TITLE:
Genotyping of Occult Hepatitis B Virus in Sudanese Blood Donors by RFLP in the Pre-S Region: Identification of Novel Patterns D-Del 1, D-Del 2, and E-Del
AUTHORS:
Amel Ahmed Alrasheed, Mubark Mustafa Elkarsany, Elsir Ali Mohamed, Nadia Madani Mohamed, Mohamad M. Aboelenin, Ayat Ahmed Alrasheid
KEYWORDS:
Molecular Detection, Occult HBV, Blood Donors, Sudan
JOURNAL NAME:
American Journal of Molecular Biology,
Vol.15 No.4,
October
27,
2025
ABSTRACT: Background: Hepatitis B virus (HBV) infection remains a significant public health concern in developing countries. HBV genotypes influence viral evolution and genetic diversity. This study aimed to genotype occult HBV strains among Sudanese blood donors using RFLP analysis of the Pre-S region. Methodology: This study was conducted for RFLP Genotyping of occult HBV by analysis of patterns obtained after amplifying a fragment in the Pre-S region and digestion of the amplicon by AvaII and DpnII. Results: Out of a total of 44 HBV DNA-positive samples from HBsAg-negative donors with occult hepatitis B, one sample failed to amplify during PCR, likely due to DNA degradation or low viral load resulting from storage or suboptimal sample quality.
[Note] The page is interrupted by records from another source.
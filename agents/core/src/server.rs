pub mod core;
pub mod node;
pub mod pool;
pub mod volume;

use crate::core::registry;
use common::*;
use mbus_api::v0::ChannelVs;
use structopt::StructOpt;
use tracing::info;

#[derive(Debug, StructOpt)]
pub(crate) struct CliArgs {
    /// The Nats Server URL to connect to
    /// (supports the nats schema)
    /// Default: nats://127.0.0.1:4222
    #[structopt(long, short, default_value = "nats://127.0.0.1:4222")]
    pub(crate) nats: String,

    /// The period at which the registry updates its cache of all
    /// resources from all nodes
    #[structopt(long, short, default_value = "20s")]
    pub(crate) cache_period: humantime::Duration,

    /// Deadline for the mayastor instance keep alive registration
    /// Default: 10s
    #[structopt(long, short, default_value = "10s")]
    pub(crate) deadline: humantime::Duration,

    /// Period at which the pool reconciler re-derives desired pools
    /// against what each node actually reports
    /// Default: 5s
    #[structopt(long, short, default_value = "5s")]
    pub(crate) reconcile_period: humantime::Duration,
}

fn init_tracing() {
    if let Ok(filter) = tracing_subscriber::EnvFilter::try_from_default_env() {
        tracing_subscriber::fmt().with_env_filter(filter).init();
    } else {
        tracing_subscriber::fmt().with_env_filter("info").init();
    }
}

#[tokio::main]
async fn main() {
    init_tracing();

    let cli_args = CliArgs::from_args();
    info!("Using options: {:?}", &cli_args);

    server(cli_args).await;
}

async fn server(cli_args: CliArgs) {
    let registry = registry::Registry::new(cli_args.cache_period.into());
    let reconciler = pool::reconciler::PoolReconciler::new(registry.clone());
    reconciler.clone().spawn_periodic(cli_args.reconcile_period.into());

    Service::builder(cli_args.nats, ChannelVs::Core)
        .with_default_liveness()
        .connect_message_bus()
        .await
        .with_shared_state(registry)
        .with_shared_state(reconciler)
        .configure(node::configure)
        .configure(pool::configure)
        .configure(volume::configure)
        .run()
        .await;
}

/// Constructs a service handler for `RequestType` which gets redirected to a
/// Service Handler named `ServiceFnName`
#[macro_export]
macro_rules! impl_request_handler {
    ($RequestType:ident, $ServiceFnName:ident) => {
        /// Needed so we can implement the ServiceSubscriber trait for
        /// the message types external to the crate
        #[derive(Clone, Default)]
        struct ServiceHandler<T> {
            data: PhantomData<T>,
        }
        #[async_trait]
        impl common::ServiceSubscriber for ServiceHandler<$RequestType> {
            async fn handler(
                &self,
                args: common::Arguments<'_>,
            ) -> Result<(), SvcError> {
                let request: ReceivedMessage<$RequestType> =
                    args.request.try_into()?;

                let service: &service::Service = args.context.get_state()?;
                let reply = service.$ServiceFnName(&request.inner()).await?;
                Ok(request.reply(reply).await?)
            }
            fn filter(&self) -> Vec<MessageId> {
                vec![$RequestType::default().id()]
            }
        }
    };
}

/// Constructs a service handler for `PublishType` which gets redirected to a
/// Service Handler named `ServiceFnName`
#[macro_export]
macro_rules! impl_publish_handler {
    ($PublishType:ident, $ServiceFnName:ident) => {
        /// Needed so we can implement the ServiceSubscriber trait for
        /// the message types external to the crate
        #[derive(Clone, Default)]
        struct ServiceHandler<T> {
            data: PhantomData<T>,
        }
        #[async_trait]
        impl common::ServiceSubscriber for ServiceHandler<$PublishType> {
            async fn handler(
                &self,
                args: common::Arguments<'_>,
            ) -> Result<(), SvcError> {
                let request: ReceivedMessage<$PublishType> =
                    args.request.try_into()?;

                let service: &service::Service = args.context.get_state()?;
                service.$ServiceFnName(&request.inner()).await;
                Ok(())
            }
            fn filter(&self) -> Vec<MessageId> {
                vec![$PublishType::default().id()]
            }
        }
    };
}

/// Constructs and calls out to a service handler for `RequestType` which gets
/// redirected to a Service Handler where its name is either:
/// `RequestType` as a snake lowercase (default) or
/// `ServiceFn` parameter (if provided)
#[macro_export]
macro_rules! handler {
    ($RequestType:ident) => {{
        paste::paste! {
            impl_request_handler!(
                $RequestType,
                [<$RequestType:snake:lower>]
            );
        }
        ServiceHandler::<$RequestType>::default()
    }};
    ($RequestType:ident, $ServiceFn:ident) => {{
        paste::paste! {
            impl_request_handler!(
                $RequestType,
                $ServiceFn
            );
        }
        ServiceHandler::<$RequestType>::default()
    }};
}

/// Constructs and calls out to a service handler for `PublishType` which gets
/// redirected to a Service Handler where its name is either:
/// `PublishType` as a snake lowercase (default) or
/// `ServiceFn` parameter (if provided)
#[macro_export]
macro_rules! handler_publish {
    ($RequestType:ident) => {{
        paste::paste! {
            impl_publish_handler!(
                $RequestType,
                [<$RequestType:snake:lower>]
            );
        }
        ServiceHandler::<$RequestType>::default()
    }};
    ($RequestType:ident, $ServiceFn:ident) => {{
        paste::paste! {
            impl_publish_handler!(
                $RequestType,
                $ServiceFn
            );
        }
        ServiceHandler::<$RequestType>::default()
    }};
}
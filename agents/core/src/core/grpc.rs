use common::errors::{GrpcConnect, GrpcConnectUri, SvcError};
use mbus_api::v0::NodeId;
use rpc::mayastor::mayastor_client::MayastorClient;
use snafu::ResultExt;
use std::{
    ops::{Deref, DerefMut},
    str::FromStr,
    sync::Arc,
};
use tonic::transport::Channel;

/// Context with a gRPC client and a lock to serialize mutating gRPC calls
#[derive(Clone)]
pub(crate) struct GrpcContext {
    /// gRPC CRUD lock
    lock: Arc<tokio::sync::Mutex<()>>,
    /// node identifier
    node: NodeId,
    /// gRPC URI endpoint
    endpoint: tonic::transport::Endpoint,
}

impl GrpcContext {
    pub(crate) fn new(
        lock: Arc<tokio::sync::Mutex<()>>,
        node: &NodeId,
        endpoint: &str,
    ) -> Result<Self, SvcError> {
        let uri = format!("http://{}", endpoint);
        let uri = http::uri::Uri::from_str(&uri).context(GrpcConnectUri {
            node_id: node.to_string(),
            uri: uri.clone(),
        })?;
        let endpoint = tonic::transport::Endpoint::from(uri)
            .timeout(std::time::Duration::from_secs(5));

        Ok(Self {
            node: node.clone(),
            lock,
            endpoint,
        })
    }
    pub(crate) async fn lock(&self) -> tokio::sync::OwnedMutexGuard<()> {
        self.lock.clone().lock_owned().await
    }
    pub(crate) async fn connect(&self) -> Result<GrpcClient, SvcError> {
        GrpcClient::new(self).await
    }
    pub(crate) async fn connect_locked(
        &self,
    ) -> Result<GrpcClientLocked, SvcError> {
        GrpcClientLocked::new(self).await
    }
}

/// Wrapper over all gRPC Clients types
#[derive(Clone)]
pub(crate) struct GrpcClient {
    context: GrpcContext,
    /// gRPC Mayastor Client
    pub(crate) client: MayaClient,
}
pub(crate) type MayaClient = MayastorClient<Channel>;
impl GrpcClient {
    pub(crate) async fn new(context: &GrpcContext) -> Result<Self, SvcError> {
        let client = match tokio::time::timeout(
            std::time::Duration::from_secs(1),
            MayaClient::connect(context.endpoint.clone()),
        )
        .await
        {
            Err(_) => Err(SvcError::GrpcConnectTimeout {
                node_id: context.node.to_string(),
                endpoint: format!("{:?}", context.endpoint),
                timeout: std::time::Duration::from_secs(1),
            }),
            Ok(client) => Ok(client.context(GrpcConnect)?),
        }?;

        Ok(Self {
            context: context.clone(),
            client,
        })
    }
}

/// Wrapper over all gRPC Clients types with implicit locking for
/// serialization
pub(crate) struct GrpcClientLocked {
    /// gRPC auto CRUD guard lock
    _lock: tokio::sync::OwnedMutexGuard<()>,
    client: GrpcClient,
}
impl GrpcClientLocked {
    pub(crate) async fn new(context: &GrpcContext) -> Result<Self, SvcError> {
        let client = GrpcClient::new(context).await?;

        Ok(Self {
            _lock: context.lock().await,
            client,
        })
    }
}

impl Deref for GrpcClientLocked {
    type Target = GrpcClient;

    fn deref(&self) -> &Self::Target {
        &self.client
    }
}
impl DerefMut for GrpcClientLocked {
    fn deref_mut(&mut self) -> &mut Self::Target {
        &mut self.client
    }
}
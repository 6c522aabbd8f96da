use super::*;
use crate::core::{registry::Registry, wrapper::NodeWrapper};
use common::errors::SvcError;
use std::sync::Arc;
use tokio::sync::Mutex;

/// Node's Service
#[derive(Debug, Clone)]
pub(crate) struct Service {
    registry: Registry,
    /// deadline for receiving keepalive/Register messages
    deadline: std::time::Duration,
}

impl Service {
    /// New Node Service which uses the `registry` as its node cache and sets
    /// the `deadline` to each node's watchdog
    pub(super) fn new(
        registry: Registry,
        deadline: std::time::Duration,
    ) -> Self {
        Self { registry, deadline }
    }

    /// Callback to be called when a node's watchdog times out
    pub(super) async fn on_timeout(service: &Service, id: &NodeId) {
        let registry = service.registry.clone();
        let state = registry.nodes.read().await;
        if let Some(node) = state.get(id) {
            let mut node = node.lock().await;
            if node.is_online() {
                tracing::error!(
                    "Node id '{}' missed the registration deadline of {:?}",
                    id,
                    service.deadline
                );
                node.update();
            }
        }
    }

    /// Register a new node through the register information
    pub(super) async fn register(&self, registration: &Register) {
        let node = Node {
            id: registration.id.clone(),
            grpc_endpoint: registration.grpc_endpoint.clone(),
            state: NodeState::Online,
        };
        let mut nodes = self.registry.nodes.write().await;
        match nodes.get_mut(&node.id) {
            None => {
                let mut node = NodeWrapper::new(&node, self.deadline);
                node.watchdog_mut().arm(self.clone());
                nodes.insert(node.id.clone(), Arc::new(Mutex::new(node)));
            }
            Some(node) => {
                node.lock().await.on_register().await;
            }
        }
    }

    /// Deregister a node through the deregister information
    pub(super) async fn deregister(&self, node: &Deregister) {
        let nodes = self.registry.nodes.read().await;
        match nodes.get(&node.id) {
            None => {}
            // ideally we want this node to disappear completely when it's
            // not part of the daemonset, but we just don't have that kind of
            // information at this level. maybe nodes should also be
            // registered/deregistered via REST?
            Some(node) => {
                node.lock().await.set_state(NodeState::Unknown);
            }
        }
    }

    /// Get all nodes
    pub(crate) async fn get_nodes(
        &self,
        _: &GetNodes,
    ) -> Result<Nodes, SvcError> {
        let nodes = self.registry.get_nodes_wrapper().await;
        let mut nodes_vec = vec![];
        for node in nodes {
            nodes_vec.push(node.lock().await.node().clone());
        }
        Ok(Nodes(nodes_vec))
    }
}

impl Registry {
    /// Get all node wrappers
    pub(crate) async fn get_nodes_wrapper(
        &self,
    ) -> Vec<Arc<Mutex<NodeWrapper>>> {
        let nodes = self.nodes.read().await;
        nodes.values().cloned().collect()
    }

    /// Get node `node_id`
    pub(crate) async fn get_node_wrapper(
        &self,
        node_id: &NodeId,
    ) -> Option<Arc<Mutex<NodeWrapper>>> {
        let nodes = self.nodes.read().await;
        match nodes.iter().find(|n| n.0 == node_id) {
            None => None,
            Some((_, node)) => Some(node.clone()),
        }
    }
}
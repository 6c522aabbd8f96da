//! Converts rpc messages to message bus messages and vice versa.

use mbus_api::{
    v0 as mbus,
    v0::{ChildState, NexusState, Protocol},
};
use rpc::mayastor as rpc;

/// Trait for converting rpc messages to message bus messages.
pub trait RpcToMessageBus {
    /// Message bus message type.
    type BusMessage;
    /// Conversion of rpc message to message bus message.
    fn to_mbus(&self) -> Self::BusMessage;
}

/// Pool Agent conversions

impl RpcToMessageBus for rpc::Pool {
    type BusMessage = mbus::Pool;
    fn to_mbus(&self) -> Self::BusMessage {
        Self::BusMessage {
            node: Default::default(),
            id: self.name.clone().into(),
            disks: self.disks.clone(),
            state: self.state.into(),
            capacity: self.capacity,
            used: self.used,
        }
    }
}

impl RpcToMessageBus for rpc::Replica {
    type BusMessage = mbus::Replica;
    fn to_mbus(&self) -> Self::BusMessage {
        Self::BusMessage {
            node: Default::default(),
            uuid: self.uuid.clone().into(),
            pool: self.pool.clone().into(),
            thin: self.thin,
            size: self.size,
            share: self.share.into(),
            uri: self.uri.clone(),
        }
    }
}

/// Volume/nexus agent conversions

impl RpcToMessageBus for rpc::Nexus {
    type BusMessage = mbus::Nexus;
    fn to_mbus(&self) -> Self::BusMessage {
        Self::BusMessage {
            node: Default::default(),
            uuid: self.uuid.clone().into(),
            size: self.size,
            state: NexusState::from(self.state),
            children: self.children.iter().map(|c| c.to_mbus()).collect(),
            device_uri: self.device_uri.clone(),
            rebuilds: self.rebuilds,
        }
    }
}

impl RpcToMessageBus for rpc::Child {
    type BusMessage = mbus::Child;
    fn to_mbus(&self) -> Self::BusMessage {
        Self::BusMessage {
            uri: self.uri.clone().into(),
            state: ChildState::from(self.state),
            rebuild_progress: if self.rebuild_progress >= 0 {
                Some(self.rebuild_progress)
            } else {
                None
            },
        }
    }
}

/// Trait for converting message bus messages to rpc messages.
pub trait MessageBusToRpc {
    /// RPC message type.
    type RpcMessage;
    /// Conversion of message bus message to rpc message.
    fn to_rpc(&self) -> Self::RpcMessage;
}

/// Pool agent conversions

impl MessageBusToRpc for mbus::CreatePool {
    type RpcMessage = rpc::CreatePoolRequest;
    fn to_rpc(&self) -> Self::RpcMessage {
        Self::RpcMessage {
            name: self.id.clone().into(),
            disks: self.disks.clone(),
        }
    }
}

impl MessageBusToRpc for mbus::DestroyPool {
    type RpcMessage = rpc::DestroyPoolRequest;
    fn to_rpc(&self) -> Self::RpcMessage {
        Self::RpcMessage {
            name: self.id.clone().into(),
        }
    }
}

impl MessageBusToRpc for mbus::CreateReplica {
    type RpcMessage = rpc::CreateReplicaRequest;
    fn to_rpc(&self) -> Self::RpcMessage {
        Self::RpcMessage {
            uuid: self.uuid.clone().into(),
            pool: self.pool.clone().into(),
            thin: self.thin,
            size: self.size,
            share: self.share.clone() as i32,
        }
    }
}

impl MessageBusToRpc for mbus::DestroyReplica {
    type RpcMessage = rpc::DestroyReplicaRequest;
    fn to_rpc(&self) -> Self::RpcMessage {
        Self::RpcMessage {
            uuid: self.uuid.clone().into(),
        }
    }
}

impl MessageBusToRpc for mbus::ShareReplica {
    type RpcMessage = rpc::ShareReplicaRequest;
    fn to_rpc(&self) -> Self::RpcMessage {
        Self::RpcMessage {
            uuid: self.uuid.clone().into(),
            share: self.protocol.clone() as i32,
        }
    }
}

impl MessageBusToRpc for mbus::UnshareReplica {
    type RpcMessage = rpc::ShareReplicaRequest;
    fn to_rpc(&self) -> Self::RpcMessage {
        Self::RpcMessage {
            uuid: self.uuid.clone().into(),
            share: Protocol::Off as i32,
        }
    }
}

/// Volume/nexus agent conversions

impl MessageBusToRpc for mbus::CreateNexus {
    type RpcMessage = rpc::CreateNexusRequest;
    fn to_rpc(&self) -> Self::RpcMessage {
        Self::RpcMessage {
            uuid: self.uuid.clone().into(),
            size: self.size,
            children: self.children.iter().map(|c| c.to_string()).collect(),
        }
    }
}

impl MessageBusToRpc for mbus::DestroyNexus {
    type RpcMessage = rpc::DestroyNexusRequest;
    fn to_rpc(&self) -> Self::RpcMessage {
        Self::RpcMessage {
            uuid: self.uuid.clone().into(),
        }
    }
}

impl MessageBusToRpc for mbus::ShareNexus {
    type RpcMessage = rpc::PublishNexusRequest;
    fn to_rpc(&self) -> Self::RpcMessage {
        Self::RpcMessage {
            uuid: self.uuid.clone().into(),
            key: self.key.clone().unwrap_or_default(),
            share: self.protocol.clone() as i32,
        }
    }
}

impl MessageBusToRpc for mbus::UnshareNexus {
    type RpcMessage = rpc::UnpublishNexusRequest;
    fn to_rpc(&self) -> Self::RpcMessage {
        Self::RpcMessage {
            uuid: self.uuid.clone().into(),
        }
    }
}

impl MessageBusToRpc for mbus::AddNexusChild {
    type RpcMessage = rpc::AddChildNexusRequest;
    fn to_rpc(&self) -> Self::RpcMessage {
        Self::RpcMessage {
            uuid: self.nexus.clone().into(),
            uri: self.uri.clone().into(),
            rebuild: self.auto_rebuild,
        }
    }
}

impl MessageBusToRpc for mbus::RemoveNexusChild {
    type RpcMessage = rpc::RemoveChildNexusRequest;
    fn to_rpc(&self) -> Self::RpcMessage {
        Self::RpcMessage {
            uuid: self.nexus.clone().into(),
            uri: self.uri.clone().into(),
        }
    }
}
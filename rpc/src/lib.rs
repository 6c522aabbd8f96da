//! Generated gRPC client for the storage-node control surface.
//! The `.proto` definitions live under `proto/`; `build.rs` feeds them
//! through `tonic-build` and this module re-exports the generated types and
//! client under a single `mayastor` namespace, matching the historical
//! mayastor gRPC crate layout.

pub mod mayastor {
    tonic::include_proto!("mayastor");

    /// Connected client, parameterised the same way as every other
    /// tonic-generated client in this workspace.
    pub type MayastorClient<T> = mayastor_client::MayastorClient<T>;
}
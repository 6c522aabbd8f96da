use super::manager::VolumeManager;
use crate::core::{registry::Registry, wrapper::ClientOps};
use common::errors::{NodeNotFound, SvcError};
use mbus_api::v0::{
    AddNexusChild,
    Child,
    CreateNexus,
    CreateVolume,
    DestroyNexus,
    DestroyVolume,
    Filter,
    GetNexuses,
    GetVolumes,
    ImportVolume,
    Nexus,
    Nexuses,
    PublishVolume,
    RemoveNexusChild,
    ShareNexus,
    UnpublishVolume,
    UnshareNexus,
    UpdateVolume,
    Volume,
    Volumes,
};
use snafu::OptionExt;

#[derive(Debug, Clone)]
pub(super) struct Service {
    registry: Registry,
    manager: VolumeManager,
}

impl Service {
    pub(super) fn new(registry: Registry) -> Self {
        let manager = VolumeManager::new(registry.clone());
        Self {
            registry,
            manager,
        }
    }

    /// Get nexuses according to the filter
    #[tracing::instrument(level = "debug", err)]
    pub(super) async fn get_nexuses(
        &self,
        request: &GetNexuses,
    ) -> Result<Nexuses, SvcError> {
        let filter = request.filter.clone();
        let nexuses = match filter {
            Filter::None => self.registry.get_node_opt_nexuses(None).await?,
            Filter::Node(node_id) => {
                self.registry.get_node_nexuses(&node_id).await?
            }
            Filter::NodeNexus(node_id, nexus_id) => {
                let nexus =
                    self.registry.get_node_nexus(&node_id, &nexus_id).await?;
                vec![nexus]
            }
            Filter::Nexus(nexus_id) => {
                let nexus = self.registry.get_nexus(&nexus_id).await?;
                vec![nexus]
            }
            _ => {
                return Err(SvcError::InvalidFilter {
                    filter,
                })
            }
        };
        Ok(Nexuses(nexuses))
    }

    /// Create nexus
    #[tracing::instrument(level = "debug", err)]
    pub(super) async fn create_nexus(
        &self,
        request: &CreateNexus,
    ) -> Result<Nexus, SvcError> {
        let node = self
            .registry
            .get_node_wrapper(&request.node)
            .await
            .context(NodeNotFound {
                node_id: request.node.clone(),
            })?;
        node.create_nexus(request).await
    }

    /// Destroy nexus
    #[tracing::instrument(level = "debug", err)]
    pub(super) async fn destroy_nexus(
        &self,
        request: &DestroyNexus,
    ) -> Result<(), SvcError> {
        let node = self
            .registry
            .get_node_wrapper(&request.node)
            .await
            .context(NodeNotFound {
                node_id: request.node.clone(),
            })?;
        node.destroy_nexus(request).await
    }

    /// Share nexus
    #[tracing::instrument(level = "debug", err)]
    pub(super) async fn share_nexus(
        &self,
        request: &ShareNexus,
    ) -> Result<String, SvcError> {
        let node = self
            .registry
            .get_node_wrapper(&request.node)
            .await
            .context(NodeNotFound {
                node_id: request.node.clone(),
            })?;
        node.share_nexus(request).await
    }

    /// Unshare nexus
    #[tracing::instrument(level = "debug", err)]
    pub(super) async fn unshare_nexus(
        &self,
        request: &UnshareNexus,
    ) -> Result<(), SvcError> {
        let node = self
            .registry
            .get_node_wrapper(&request.node)
            .await
            .context(NodeNotFound {
                node_id: request.node.clone(),
            })?;
        node.unshare_nexus(request).await
    }

    /// Add nexus child
    #[tracing::instrument(level = "debug", err)]
    pub(super) async fn add_nexus_child(
        &self,
        request: &AddNexusChild,
    ) -> Result<Child, SvcError> {
        let node = self
            .registry
            .get_node_wrapper(&request.node)
            .await
            .context(NodeNotFound {
                node_id: request.node.clone(),
            })?;
        node.add_child(request).await
    }

    /// Remove nexus child
    #[tracing::instrument(level = "debug", err)]
    pub(super) async fn remove_nexus_child(
        &self,
        request: &RemoveNexusChild,
    ) -> Result<(), SvcError> {
        let node = self
            .registry
            .get_node_wrapper(&request.node)
            .await
            .context(NodeNotFound {
                node_id: request.node.clone(),
            })?;
        node.remove_child(request).await
    }

    /// Get volumes according to the filter
    #[tracing::instrument(level = "debug", err)]
    pub(super) async fn get_volumes(
        &self,
        request: &GetVolumes,
    ) -> Result<Volumes, SvcError> {
        let volumes = match request.filter.clone() {
            Filter::None => self.manager.list().await,
            Filter::Volume(vol_id) => vec![self.manager.get(&vol_id).await?],
            filter => {
                return Err(SvcError::InvalidFilter {
                    filter,
                })
            }
        };
        Ok(Volumes(volumes))
    }

    /// Create volume
    #[tracing::instrument(level = "debug", err)]
    pub(super) async fn create_volume(
        &self,
        request: &CreateVolume,
    ) -> Result<Volume, SvcError> {
        self.manager
            .create(request.uuid.clone(), request.spec.clone())
            .await
    }

    /// Destroy volume
    #[tracing::instrument(level = "debug", err)]
    pub(super) async fn destroy_volume(
        &self,
        request: &DestroyVolume,
    ) -> Result<(), SvcError> {
        self.manager.destroy(&request.uuid).await
    }

    /// Publish volume
    #[tracing::instrument(level = "debug", err)]
    pub(super) async fn publish_volume(
        &self,
        request: &PublishVolume,
    ) -> Result<Volume, SvcError> {
        let _uri = self
            .manager
            .publish(
                &request.uuid,
                request.target_node.clone(),
                request.share.clone(),
            )
            .await?;
        self.manager.get(&request.uuid).await
    }

    /// Unpublish volume
    #[tracing::instrument(level = "debug", err)]
    pub(super) async fn unpublish_volume(
        &self,
        request: &UnpublishVolume,
    ) -> Result<Volume, SvcError> {
        self.manager.unpublish(&request.uuid).await?;
        self.manager.get(&request.uuid).await
    }

    /// Import a volume discovered on a rejoining node
    #[tracing::instrument(level = "debug", err)]
    pub(super) async fn import_volume(
        &self,
        request: &ImportVolume,
    ) -> Result<Volume, SvcError> {
        self.manager
            .import(request.uuid.clone(), request.spec.clone())
            .await
    }

    /// Update a volume's required/preferred node lists
    #[tracing::instrument(level = "debug", err)]
    pub(super) async fn update_volume(
        &self,
        request: &UpdateVolume,
    ) -> Result<Volume, SvcError> {
        self.manager
            .update(&request.uuid, request.spec.clone())
            .await
    }
}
The remaining 43 samples were successfully genotyped by RFLP after amplification of the pre-S region and digestion of the amplicon by AvaII and DpnII and showed genotype D was the most prevalent (51.16%; 95% CI: 36.5 - 65.5%), comprising subtypes D1, D2, D3, and two novel deletion patterns, D-Del 1 and D-Del 2. Genotype E accounted for (44.19%; 95% CI: 30.2 - 59.1%), including E1, E2, E3, and a novel deletion pattern, E-Del. Genotype A1 was detected at low frequency (4.65%; 95% CI: 0.6 - 15.5%). Pre-S deletion mutants were found in genotypes D and E. D-Del 1, D-Del 2, and E-Del were never reported and showed unique truncated patterns and expanding the understanding of HBV genetic variability in Sudan. Conclusion: The integration of molecular techniques such as PCR and RFLP techniques effectively detected occult HBV genotypes and revealed novel Pre-S deletion variants. These findings enhance knowledge of HBV diversity and may inform future molecular surveillance in blood donors.